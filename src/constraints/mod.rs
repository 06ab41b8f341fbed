//! Constraints over bit-vector polynomials and their signed (literal) forms.
mod inequality;

use std::fmt::Display;
use std::fmt::Formatter;
use std::ops::Not;
use std::rc::Rc;

pub use inequality::Inequality;

use crate::basic_types::PolynomialError;
use crate::polynomial::Polynomial;
use crate::polysat_assert_eq_simple;
use crate::variables::PVar;

/// The primitive constraints. All comparisons are unsigned.
#[derive(Debug, Clone, PartialEq, Eq, Hash)]
pub enum Constraint {
    /// `lhs <= rhs`
    Ule { lhs: Polynomial, rhs: Polynomial },
    /// `p * q` does not fit the bit-width, i.e. the product wraps.
    UMulOverflow { p: Polynomial, q: Polynomial },
}

impl Constraint {
    /// Evaluate the constraint, where `value_of` provides the values of variables. Returns
    /// `None` when one of the polynomials cannot be evaluated.
    pub fn evaluate(&self, mut value_of: impl FnMut(PVar) -> Option<u64>) -> Option<bool> {
        match self {
            Constraint::Ule { lhs, rhs } => {
                let lhs = lhs.evaluate(&mut value_of)?;
                let rhs = rhs.evaluate(&mut value_of)?;
                Some(lhs <= rhs)
            }
            Constraint::UMulOverflow { p, q } => {
                let p_val = p.evaluate(&mut value_of)?;
                let q_val = q.evaluate(&mut value_of)?;
                Some(!p.width().fits_product(p_val, q_val))
            }
        }
    }
}

impl Display for Constraint {
    fn fmt(&self, f: &mut Formatter<'_>) -> std::fmt::Result {
        match self {
            Constraint::Ule { lhs, rhs } => write!(f, "{lhs} <= {rhs}"),
            Constraint::UMulOverflow { p, q } => write!(f, "ovfl*({p}, {q})"),
        }
    }
}

/// A constraint together with a polarity; the negative polarity denotes the negation of the
/// constraint.
///
/// Signed constraints are cheap to clone, the underlying constraint is shared.
#[derive(Debug, Clone, PartialEq, Eq, Hash)]
pub struct SignedConstraint {
    constraint: Rc<Constraint>,
    is_positive: bool,
}

impl SignedConstraint {
    pub fn new(constraint: Constraint, is_positive: bool) -> SignedConstraint {
        SignedConstraint {
            constraint: Rc::new(constraint),
            is_positive,
        }
    }

    /// `lhs <= rhs`
    pub fn ule(lhs: Polynomial, rhs: Polynomial) -> SignedConstraint {
        polysat_assert_eq_simple!(
            lhs.width(),
            rhs.width(),
            "comparing polynomials of different widths"
        );
        SignedConstraint::new(Constraint::Ule { lhs, rhs }, true)
    }

    /// `lhs <= rhs`, reporting operands of different widths as an error.
    pub fn try_ule(lhs: Polynomial, rhs: Polynomial) -> Result<SignedConstraint, PolynomialError> {
        lhs.check_width(&rhs)?;
        Ok(SignedConstraint::ule(lhs, rhs))
    }

    /// `lhs < rhs`, represented as `!(rhs <= lhs)`.
    pub fn ult(lhs: Polynomial, rhs: Polynomial) -> SignedConstraint {
        !SignedConstraint::ule(rhs, lhs)
    }

    /// `p == 0`, represented as `p <= 0`.
    pub fn eq(p: Polynomial) -> SignedConstraint {
        let zero = Polynomial::zero(p.width());
        SignedConstraint::ule(p, zero)
    }

    /// `lhs < rhs` when `is_strict`, otherwise `lhs <= rhs`.
    pub fn inequality(is_strict: bool, lhs: Polynomial, rhs: Polynomial) -> SignedConstraint {
        if is_strict {
            SignedConstraint::ult(lhs, rhs)
        } else {
            SignedConstraint::ule(lhs, rhs)
        }
    }

    /// The product `p * q` wraps around.
    pub fn umul_overflow(p: Polynomial, q: Polynomial) -> SignedConstraint {
        polysat_assert_eq_simple!(p.width(), q.width(), "multiplying different widths");
        SignedConstraint::new(Constraint::UMulOverflow { p, q }, true)
    }

    pub fn constraint(&self) -> &Constraint {
        &self.constraint
    }

    pub fn is_positive(&self) -> bool {
        self.is_positive
    }

    pub fn is_ule(&self) -> bool {
        matches!(*self.constraint, Constraint::Ule { .. })
    }

    /// View an unsigned comparison literal as an inequality. A positive `a <= b` gives
    /// `a <= b`, its negation gives `b < a`.
    pub fn as_inequality(&self) -> Option<Inequality> {
        let Constraint::Ule { lhs, rhs } = self.constraint() else {
            return None;
        };

        Some(if self.is_positive {
            Inequality::new(lhs.clone(), rhs.clone(), false, self.clone())
        } else {
            Inequality::new(rhs.clone(), lhs.clone(), true, self.clone())
        })
    }

    /// Evaluate the literal, see [`Constraint::evaluate`].
    pub fn evaluate(&self, value_of: impl FnMut(PVar) -> Option<u64>) -> Option<bool> {
        self.constraint
            .evaluate(value_of)
            .map(|value| value == self.is_positive)
    }
}

impl Not for SignedConstraint {
    type Output = SignedConstraint;

    fn not(self) -> SignedConstraint {
        SignedConstraint {
            constraint: self.constraint,
            is_positive: !self.is_positive,
        }
    }
}

impl Not for &SignedConstraint {
    type Output = SignedConstraint;

    fn not(self) -> SignedConstraint {
        !self.clone()
    }
}

impl Display for SignedConstraint {
    fn fmt(&self, f: &mut Formatter<'_>) -> std::fmt::Result {
        match (self.constraint(), self.is_positive) {
            (Constraint::Ule { lhs, rhs }, false) => write!(f, "{rhs} < {lhs}"),
            (constraint, true) => write!(f, "{constraint}"),
            (constraint, false) => write!(f, "~({constraint})"),
        }
    }
}

#[cfg(test)]
mod tests {
    use super::*;
    use crate::basic_types::BitWidth;

    fn width() -> BitWidth {
        BitWidth::new(4).unwrap()
    }

    fn var(id: u32) -> Polynomial {
        Polynomial::var(PVar::new(id), width())
    }

    fn model(var: PVar) -> Option<u64> {
        match var.id() {
            0 => Some(3),
            1 => Some(5),
            _ => None,
        }
    }

    #[test]
    fn negated_ule_is_a_strict_inequality_in_the_other_direction() {
        let literal = SignedConstraint::ult(var(0), var(1));
        let inequality = literal.as_inequality().unwrap();

        assert!(!literal.is_positive());
        assert!(inequality.is_strict);
        assert_eq!(inequality.lhs, var(0));
        assert_eq!(inequality.rhs, var(1));
        assert_eq!(inequality.as_signed_constraint(), &literal);
        assert_eq!(literal.to_string(), "v0 < v1");
    }

    #[test]
    fn double_negation_is_the_identity() {
        let literal = SignedConstraint::ule(var(0), var(1));

        assert_eq!(!!literal.clone(), literal);
        assert_ne!(!&literal, literal);
    }

    #[test]
    fn evaluation_respects_polarity() {
        let le = SignedConstraint::ule(var(0), var(1));

        assert_eq!(le.evaluate(model), Some(true));
        assert_eq!((!&le).evaluate(model), Some(false));
        assert_eq!(SignedConstraint::ule(var(0), var(2)).evaluate(model), None);
    }

    #[test]
    fn overflow_predicate_is_not_an_inequality() {
        let overflow = SignedConstraint::umul_overflow(var(0), var(1));

        assert!(!overflow.is_ule());
        assert!(overflow.as_inequality().is_none());
        assert_eq!(overflow.evaluate(model), Some(false), "3 * 5 < 16");
        assert_eq!(
            SignedConstraint::umul_overflow(var(1), var(1)).evaluate(model),
            Some(true)
        );
    }

    #[test]
    fn equality_with_zero_is_an_upper_bound() {
        let is_zero = SignedConstraint::eq(var(0));

        assert_eq!(is_zero.to_string(), "v0 <= 0");
        assert_eq!((!is_zero).to_string(), "0 < v0");
    }

    #[test]
    fn checked_comparison_rejects_mixed_widths() {
        let wide = Polynomial::var(PVar::new(2), BitWidth::new(8).unwrap());

        assert!(SignedConstraint::try_ule(var(0), wide).is_err());
        assert!(SignedConstraint::try_ule(var(0), var(1)).is_ok());
    }
}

» Directions for this task: Give back exactly the lines of the listing, starting with the first and ending with the one bearing "use crate::basic_types::PolynomialError;". Add no other lines.

» Output for this task:
filename src/constraints/mod.rs
repository 06ab41b8f341fbed
//! Constraints over bit-vector polynomials and their signed (literal) forms.
mod inequality;

use std::fmt::Display;
use std::fmt::Formatter;
use std::ops::Not;
use std::rc::Rc;

pub use inequality::Inequality;

use crate::basic_types::PolynomialError;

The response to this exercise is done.